Let's talk police.
In general, I have no problem with the police. I am, as always, a perfectly good law abiding citizen who has never had any reason to run through my neighbor's yard, over a fence, and down an alley to avoid the police. Really.
However, in the past week or two, there have been several incidents involving law enforcement that just beg for me, as a fine upstanding card carrying member of the "would be journalists" club, to lay the mock-down on the cops.
So, let's start in Washington, where of course nothing silly ever happens. Correct? Not so, says CNN, who informed me that a toy gun was smuggled past police at the Cannon House Office Building. Apparently, the image of the gun, part of a Halloween costume, showed up on the monitor but by the time police responded, the bag was gone. Normally, my first concern about something like this would be the failure of the police to notice something as obvious as, say, a gun in their monitors. But really, the story brings up the question. Why, exactly were there costumes being allowed into the office building? It is a place for government, not for fun! I'm left with this terrible mental image of Dick Gephardt drunk at a party, running around with a Gary Condit mask on yelling "I killed the intern! I killed the intern!"
God help us if Kennedy finds his way over there.
But back to the main point. The police really have egg all over their face over this little toy gun. To be fair, however, it's not just the police in the States who sometimes have trouble dealing with fake weapons of water destruction. Let's skirt on over to Britannia for a second and check out the scene in Jolly Ole' London.
Imagine, you are sitting in the Northern Institute of Cosmetology (does anyone else picture a massive compound of hairdressers with padded rooms when they hear this? No? Just checking.) when you look outside and see your nine year old son being arrested and thrown into a cruiser. Do you, A) Go and try to rescue him or B) finish your perm? If you picked A, than you're a good, respectable parent and if you picked B we're going to have to castrate you.
Anyway. This very scene occurred on October 28th, when Tamyka Saunders looked out the window and saw her nine year old son being handcuffed and thrown into a police cruiser at gunpoint. (The Morning Journal) Turns out her son had been sitting outside with a toy gun, and the police were called by a concerned citizen. And by concerned, I mean "dumb." Said a police spokesman, when questioned, "We're not going to tolerate anyone walking down the street, sitting on a bench ... if he's waving a gun around." When asked if they would tolerate people walking down the street or sitting on a bench while holding a gun steady, the officer flipped off the press core, called them all "bloody wankers," and shot the lot of them.
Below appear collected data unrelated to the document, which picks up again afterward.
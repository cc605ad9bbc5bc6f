//! Record codec tests.

use half::f16;

use super::*;
use crate::core::Store;
use crate::schema::keys::*;
use crate::store::MemStore;
use crate::util::{LabeledVoxelPoint, NdArray, Shape, VoxelPoint};

/// A store with one empty group at `/g`.
fn fixture() -> MemStore {
    let mut store = MemStore::new();
    let root = store.root();
    store.create_group(root, "g").unwrap();
    store
}

fn write(store: &mut MemStore, tag: &str, record: &dyn Encode) -> Result<()> {
    let id = store.resolve("/g").unwrap();
    Group::new(store, id).unwrap().write(tag, record)
}

fn attrs<'a>(store: &'a MemStore, path: &str) -> &'a Attributes {
    store.attrs(store.resolve(path).unwrap()).unwrap()
}

fn leaf<'a>(store: &'a MemStore, path: &str) -> &'a NdArray {
    store.dataset(store.resolve(path).unwrap()).unwrap()
}

fn children(store: &MemStore, path: &str) -> Vec<String> {
    store.child_names(store.resolve(path).unwrap()).unwrap()
}

#[test]
fn test_scalars() {
    let mut store = fixture();
    write(&mut store, "count", &ScalarRecord::uint8(7).with_stamp(Stamp::new(3, 9))).unwrap();
    write(&mut store, "temp", &ScalarRecord::float16(f16::from_f32(21.5))).unwrap();
    write(&mut store, "ticks", &ScalarRecord::int64(-4)).unwrap();

    let a = attrs(&store, "/g/count");
    assert_eq!(a.get_str(ATTR_TYPE), Some("uint8"));
    assert_eq!(a.get_int(ATTR_STAMP_SEC), Some(3));
    assert_eq!(a.get_int(ATTR_STAMP_NSEC), Some(9));
    assert_eq!(leaf(&store, "/g/count").scalar_value::<u8>(), Some(7));
    assert_eq!(leaf(&store, "/g/temp").scalar_value::<f16>(), Some(f16::from_f32(21.5)));
    assert_eq!(attrs(&store, "/g/ticks").get_str(ATTR_TYPE), Some("int64"));
}

#[test]
fn test_scalar_dtype_is_exact() {
    let mut store = fixture();
    let wrong = ScalarRecord::new(RecordKind::Int32, NdArray::scalar(1i64));
    assert!(matches!(write(&mut store, "x", &wrong), Err(Error::Dtype { .. })));

    let not_scalar = ScalarRecord::new(RecordKind::Int32, NdArray::from_slice(&[1i32, 2]));
    assert!(matches!(write(&mut store, "x", &not_scalar), Err(Error::Shape { .. })));

    let not_a_scalar_kind = ScalarRecord::new(RecordKind::Mono8, NdArray::scalar(1u8));
    assert!(write(&mut store, "x", &not_a_scalar_kind).is_err());
    assert!(children(&store, "/g").is_empty());
}

#[test]
fn test_image_kinds_roundtrip() {
    let cases = [
        (ImageEncoding::Mono8, NdArray::from_vec((2, 3), vec![1u8; 6]).unwrap()),
        (ImageEncoding::Mono16, NdArray::from_vec((2, 3), vec![1000u16; 6]).unwrap()),
        (ImageEncoding::Bgr8, NdArray::from_vec((2, 2, 3), (0..12u8).collect::<Vec<u8>>()).unwrap()),
        (ImageEncoding::Rgb8, NdArray::from_vec((1, 2, 3), vec![9u8; 6]).unwrap()),
        (ImageEncoding::Bgra8, NdArray::from_vec((2, 1, 4), vec![5u8; 8]).unwrap()),
        (ImageEncoding::Rgba8, NdArray::from_vec((1, 1, 4), vec![0u8, 1, 2, 3]).unwrap()),
        (ImageEncoding::Depth, NdArray::from_vec((2, 2), vec![0.5f32, 1.0, 1.5, f32::NAN]).unwrap()),
    ];

    let mut store = fixture();
    for (encoding, data) in &cases {
        let tag = encoding.kind().name();
        write(&mut store, tag, &Image::new(*encoding, data.clone(), "cam")).unwrap();

        let stored = leaf(&store, &format!("/g/{}", tag));
        assert_eq!(stored.shape(), data.shape());
        assert_eq!(stored.data().to_le_bytes(), data.data().to_le_bytes());

        let a = attrs(&store, &format!("/g/{}", tag));
        assert_eq!(a.get_str(ATTR_TYPE), Some(tag));
        assert_eq!(a.get_str(ATTR_FRAME_ID), Some("cam"));
    }
    assert_eq!(children(&store, "/g").len(), cases.len());
}

#[test]
fn test_image_rejects_before_writing() {
    let mut store = fixture();

    let rgb_as_mono = Image::new(ImageEncoding::Mono8, NdArray::from_vec((2, 2, 3), vec![0u8; 12]).unwrap(), "cam");
    let err = write(&mut store, "a", &rgb_as_mono).unwrap_err();
    assert!(matches!(err, Error::Shape { kind: "mono8", .. }));

    let float_mono = Image::new(ImageEncoding::Mono8, NdArray::from_vec((2, 2), vec![0f32; 4]).unwrap(), "cam");
    assert!(matches!(write(&mut store, "b", &float_mono), Err(Error::Dtype { .. })));

    let wrong_channels = Image::new(ImageEncoding::Bgra8, NdArray::from_vec((2, 2, 3), vec![0u8; 12]).unwrap(), "cam");
    assert!(matches!(write(&mut store, "c", &wrong_channels), Err(Error::Shape { .. })));

    let u16_depth = Image::new(ImageEncoding::Depth, NdArray::from_vec((2, 2), vec![0u16; 4]).unwrap(), "cam");
    assert!(matches!(write(&mut store, "d", &u16_depth), Err(Error::Dtype { .. })));

    assert!(children(&store, "/g").is_empty());
}

#[test]
fn test_duplicate_tag() {
    let mut store = fixture();
    let img = Image::new(ImageEncoding::Mono8, NdArray::from_vec((1, 1), vec![0u8]).unwrap(), "cam");
    write(&mut store, "cam", &img).unwrap();
    assert!(matches!(write(&mut store, "cam", &img), Err(Error::DuplicateKey(tag)) if tag == "cam"));
}

#[test]
fn test_disparity() {
    let mut store = fixture();
    let d = DisparityImage::new(NdArray::from_vec((2, 2), vec![1.0f32; 4]).unwrap(), "stereo", 0.12)
        .with_stamp(Stamp::new(1, 2));
    write(&mut store, "disp", &d).unwrap();
    let a = attrs(&store, "/g/disp");
    assert_eq!(a.get_str(ATTR_TYPE), Some("disparity"));
    assert_eq!(a.get_float(ATTR_BASELINE), Some(0.12));
    assert_eq!(a.get_str(ATTR_FRAME_ID), Some("stereo"));

    let bad = DisparityImage::new(NdArray::from_vec((2, 2), vec![1.0f64; 4]).unwrap(), "stereo", 0.12);
    assert!(matches!(write(&mut store, "bad", &bad), Err(Error::Dtype { .. })));
}

#[test]
fn test_point_cloud_and_semantics() {
    let mut store = fixture();
    let points = NdArray::from_vec((4, 3), vec![0.25f32; 12]).unwrap();

    write(&mut store, "lidar", &PointCloud::new(points.clone(), "velodyne")).unwrap();
    assert!(!attrs(&store, "/g/lidar").contains(ATTR_MAP_ID));

    write(&mut store, "map", &PointCloud::new(points, "world").with_map_id("m1")).unwrap();
    assert_eq!(attrs(&store, "/g/map").get_str(ATTR_MAP_ID), Some("m1"));

    let labels = NdArray::from_slice(&[0u8, 1, 2, 3]);
    write(&mut store, "s1", &Semantic1d::new(labels, "cityscapes")).unwrap();
    let a = attrs(&store, "/g/s1");
    assert_eq!(a.get_str(ATTR_LABEL_TAG), Some("cityscapes"));
    assert!(!a.contains(ATTR_FRAME_ID));

    let seg = NdArray::from_vec((2, 2), vec![1u8; 4]).unwrap();
    write(&mut store, "s2", &Semantic2d::new(seg, "cam", "cityscapes")).unwrap();
    let a = attrs(&store, "/g/s2");
    assert_eq!(a.get_str(ATTR_TYPE), Some("semantic2d"));
    assert_eq!(a.get_str(ATTR_FRAME_ID), Some("cam"));

    let flat = PointCloud::new(NdArray::from_vec((4, 2), vec![0f32; 8]).unwrap(), "x");
    assert!(matches!(write(&mut store, "flat", &flat), Err(Error::Shape { .. })));
}

#[test]
fn test_semantic3d_layout() {
    let mut store = fixture();
    let points = NdArray::from_vec((3, 3), vec![1.0f32; 9]).unwrap();
    let labels = NdArray::from_slice(&[4u8, 5, 6]);
    let record = Semantic3d::new(points, labels, "lidar", "classes")
        .with_map_id("m7")
        .with_stamp(Stamp::new(10, 20));
    write(&mut store, "cloud", &record).unwrap();

    let top = attrs(&store, "/g/cloud");
    assert_eq!(top.get_str(ATTR_TYPE), Some("semantic3d"));
    assert_eq!(top.get_str(ATTR_LABEL_TAG), Some("classes"));
    assert_eq!(top.get_str(ATTR_MAP_ID), Some("m7"));
    assert_eq!(children(&store, "/g/cloud"), vec![SUB_POINTS, SUB_SEMANTIC1D]);

    let pts = attrs(&store, "/g/cloud/points");
    assert_eq!(pts.get_str(ATTR_TYPE), Some("points"));
    assert_eq!(pts.get_str(ATTR_FRAME_ID), Some("lidar"));
    assert_eq!(pts.get_str(ATTR_MAP_ID), Some("m7"));
    assert_eq!(pts.get_int(ATTR_STAMP_SEC), Some(10));

    let sem = attrs(&store, "/g/cloud/semantic1d");
    assert_eq!(sem.get_str(ATTR_LABEL_TAG), Some("classes"));
    assert_eq!(sem.get_int(ATTR_STAMP_NSEC), Some(20));
    assert_eq!(leaf(&store, "/g/cloud/semantic1d").as_slice::<u8>(), Some(&[4u8, 5, 6][..]));
}

#[test]
fn test_semantic3d_inconsistent_writes_nothing() {
    let mut store = fixture();
    let points = NdArray::from_vec((3, 3), vec![1.0f32; 9]).unwrap();
    let labels = NdArray::from_slice(&[0u8, 1, 2, 3]);
    let err = write(&mut store, "cloud", &Semantic3d::new(points, labels, "lidar", "classes")).unwrap_err();
    assert!(matches!(err, Error::Consistency { .. }));
    assert!(err.is_validation());

    // Matching lengths but a bad child dtype also fails before the sub-group exists.
    let points = NdArray::from_vec((2, 3), vec![1.0f64; 6]).unwrap();
    let labels = NdArray::from_slice(&[0u8, 1]);
    let err = write(&mut store, "cloud", &Semantic3d::new(points, labels, "lidar", "classes")).unwrap_err();
    assert!(matches!(err, Error::Dtype { kind: "points", .. }));

    assert!(children(&store, "/g").is_empty());
}

#[test]
fn test_voxel_grids() {
    let mut store = fixture();
    let geometry = VoxelGeometry {
        size: 0.5,
        min: [-1.0, -2.0, -3.0],
        max: [1.0, 2.0, 3.0],
        center: [0.0, 0.0, 0.0],
        origin: [2, 4, 6],
    };
    let cells = vec![vec![VoxelPoint::new(0.1, 0.2, 0.3)], vec![], vec![], vec![]];
    let grid = NdArray::point_grid(Shape::d3(1, 2, 2), cells).unwrap();
    write(&mut store, "vox", &VoxelGrid::new(VoxelKind::Points, grid.clone(), "map", geometry)).unwrap();

    let a = attrs(&store, "/g/vox");
    assert_eq!(a.get_str(ATTR_TYPE), Some("voxel-points"));
    assert_eq!(a.get_float(ATTR_VOXEL_SIZE), Some(0.5));
    assert_eq!(a.get(ATTR_VOXEL_MIN).and_then(|v| v.as_float_array()), Some(&[-1.0, -2.0, -3.0][..]));
    assert_eq!(a.get(ATTR_VOXEL_ORIGIN).and_then(|v| v.as_int_array()), Some(&[2i64, 4, 6][..]));
    assert!(!a.contains(ATTR_LABEL_TAG));
    assert!(!a.contains(ATTR_MAP_ID));

    let labeled = NdArray::labeled_point_grid(Shape::d1(1), vec![vec![LabeledVoxelPoint::new(0.0, 0.0, 0.0, 3)]]).unwrap();
    let record = VoxelGrid::new(VoxelKind::Semantic3d, labeled, "map", geometry)
        .with_label_tag("classes")
        .with_map_id("m1");
    write(&mut store, "svox", &record).unwrap();
    let a = attrs(&store, "/g/svox");
    assert_eq!(a.get_str(ATTR_TYPE), Some("voxel-semantic3d"));
    assert_eq!(a.get_str(ATTR_LABEL_TAG), Some("classes"));

    // Only the aggregate element type is checked.
    let mismatch = VoxelGrid::new(VoxelKind::Semantic3d, grid, "map", geometry);
    assert!(matches!(write(&mut store, "bad", &mismatch), Err(Error::Dtype { .. })));
}

#[test]
fn test_pose_layout() {
    let mut store = fixture();
    let pose = Pose::new(glam::DVec3::new(1.0, 2.0, 3.0), glam::DQuat::IDENTITY, "map", "base_link")
        .with_stamp(Stamp::new(42, 7));
    write(&mut store, "odom", &pose).unwrap();

    let top = attrs(&store, "/g/odom");
    assert_eq!(top.get_str(ATTR_TYPE), Some("pose"));
    assert_eq!(top.get_str(ATTR_CHILD_FRAME_ID), Some("base_link"));
    assert_eq!(children(&store, "/g/odom"), vec![SUB_TRANSLATION, SUB_ROTATION]);

    let t = attrs(&store, "/g/odom/translation");
    assert_eq!(t.get_str(ATTR_TYPE), Some("translation"));
    assert_eq!(t.get_str(ATTR_ARRAY), Some(AXES_XYZ));
    assert_eq!(t.get_int(ATTR_STAMP_SEC), Some(42));

    let r = attrs(&store, "/g/odom/rotation");
    assert_eq!(r.get_str(ATTR_TYPE), Some("quaternion"));
    assert_eq!(r.get_str(ATTR_ARRAY), Some(AXES_XYZW));
    assert_eq!(r.get_int(ATTR_STAMP_NSEC), Some(7));
    assert_eq!(leaf(&store, "/g/odom/rotation").as_slice::<f64>(), Some(&[0.0, 0.0, 0.0, 1.0][..]));
}

#[test]
fn test_pose_validates_children_first() {
    let mut store = fixture();
    let bad_rotation = Pose::new([0.0f32, 0.0, 0.0], [0.0f32, 0.0, 1.0], "map", "base");
    assert!(matches!(write(&mut store, "p", &bad_rotation), Err(Error::Shape { kind: "quaternion", .. })));

    let int_translation = Translation::new([1i32, 2, 3]);
    let err = write(&mut store, "t", &int_translation).unwrap_err();
    assert!(matches!(err, Error::Dtype { kind: "translation", .. }));

    assert!(children(&store, "/g").is_empty());
}

#[test]
fn test_intrinsic_layout() {
    let mut store = fixture();
    let k = Intrinsic::new(500.0, 501.0, 320.0, 240.0, 480, 640, "cam").with_stamp(Stamp::new(1, 0));
    write(&mut store, "K", &k).unwrap();

    let top = attrs(&store, "/g/K");
    assert_eq!(top.get_str(ATTR_TYPE), Some("intrinsic"));
    assert_eq!(top.get_str(ATTR_FRAME_ID), Some("cam"));
    assert_eq!(children(&store, "/g/K"), vec![SUB_FX, SUB_FY, SUB_CX, SUB_CY, SUB_HEIGHT, SUB_WIDTH]);
    assert_eq!(leaf(&store, "/g/K/Fx").scalar_value::<f64>(), Some(500.0));
    assert_eq!(leaf(&store, "/g/K/Cy").scalar_value::<f64>(), Some(240.0));
    assert_eq!(leaf(&store, "/g/K/height").scalar_value::<u32>(), Some(480));
    assert_eq!(leaf(&store, "/g/K/width").scalar_value::<u32>(), Some(640));
    assert!(attrs(&store, "/g/K/width").is_empty());
}

#[test]
fn test_color_is_bgr_without_stamp() {
    let mut store = fixture();
    write(&mut store, "c", &Color::new(10, 20, 30)).unwrap();
    assert_eq!(leaf(&store, "/g/c").as_slice::<u8>(), Some(&[30u8, 20, 10][..]));
    let a = attrs(&store, "/g/c");
    assert_eq!(a.get_str(ATTR_TYPE), Some("color"));
    assert_eq!(a.get_str(ATTR_ARRAY), Some("b,g,r"));
    assert!(!a.contains(ATTR_STAMP_SEC));
}

#[test]
fn test_label_entry() {
    let mut store = fixture();
    let id = store.resolve("/g").unwrap();
    {
        let mut dict = Group::new(&mut store, id).unwrap();
        LabelEntry::new(3, "car", [0u8, 0, 142]).write_to(&mut dict).unwrap();
        let err = LabelEntry::new(3, "truck", [0u8, 0, 70]).write_to(&mut dict).unwrap_err();
        assert!(matches!(err, Error::DuplicateKey(k) if k == "3"));
    }
    assert_eq!(children(&store, "/g/3"), vec![KEY_NAME, SUB_COLOR]);
    assert_eq!(leaf(&store, "/g/3/name").as_str(), Some("car"));
    assert_eq!(leaf(&store, "/g/3/color").as_slice::<u8>(), Some(&[142u8, 0, 0][..]));
}

#[test]
fn test_record_dispatch() {
    let mut store = fixture();
    let records: Vec<(&str, Record)> = vec![
        ("n", ScalarRecord::float32(1.5).into()),
        ("c", Color::new(1, 2, 3).into()),
        ("t", Translation::new(glam::Vec3::X).into()),
        ("k", Intrinsic::new(1.0, 1.0, 0.5, 0.5, 1, 1, "cam").into()),
    ];
    for (tag, record) in &records {
        write(&mut store, tag, record).unwrap();
        let a = attrs(&store, &format!("/g/{}", tag));
        assert_eq!(a.get_str(ATTR_TYPE), Some(record.kind().name()));
    }
}

#[test]
fn test_stamp_from_duration() {
    let s = Stamp::from(std::time::Duration::new(12, 345));
    assert_eq!(s, Stamp::new(12, 345));
    assert!(Stamp::default().is_untimed());
    assert!(!s.is_untimed());

    let far = Stamp::from(std::time::Duration::new(u64::MAX, 7));
    assert_eq!(far, Stamp::new(i64::MAX, 7));
}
Next, let's head over to lovely Brazil, where the police department has clearly watched far, far too many episodes of Baywatch. In a huge undercover operation, a special fifty member unit of the Rio de Janeiro department will be stripping down to their swimwear to patrol the beaches. (abcnews.com) The plan is to send special force operatives onto the beaches to look for mafia meetings, drug dealers, and treacherous thieves roaming the finely combed beaches. Ideally, by not wearing anything but swimwear, the police will be completely undercover. What people have forgotten is that, given a policeman's natural propensity towards the mass consumption of all things donut-like, the bad guys will be able to avoid the cops by just "running when you see a fat guy."
Despite my mocking, though, the police really do a pretty good job of keeping the world safe and alien free. Just because they occasionally go into silly Police Academy style hijinx is no reason to take potshots at the whole institution.
Unless it's with a toy gun.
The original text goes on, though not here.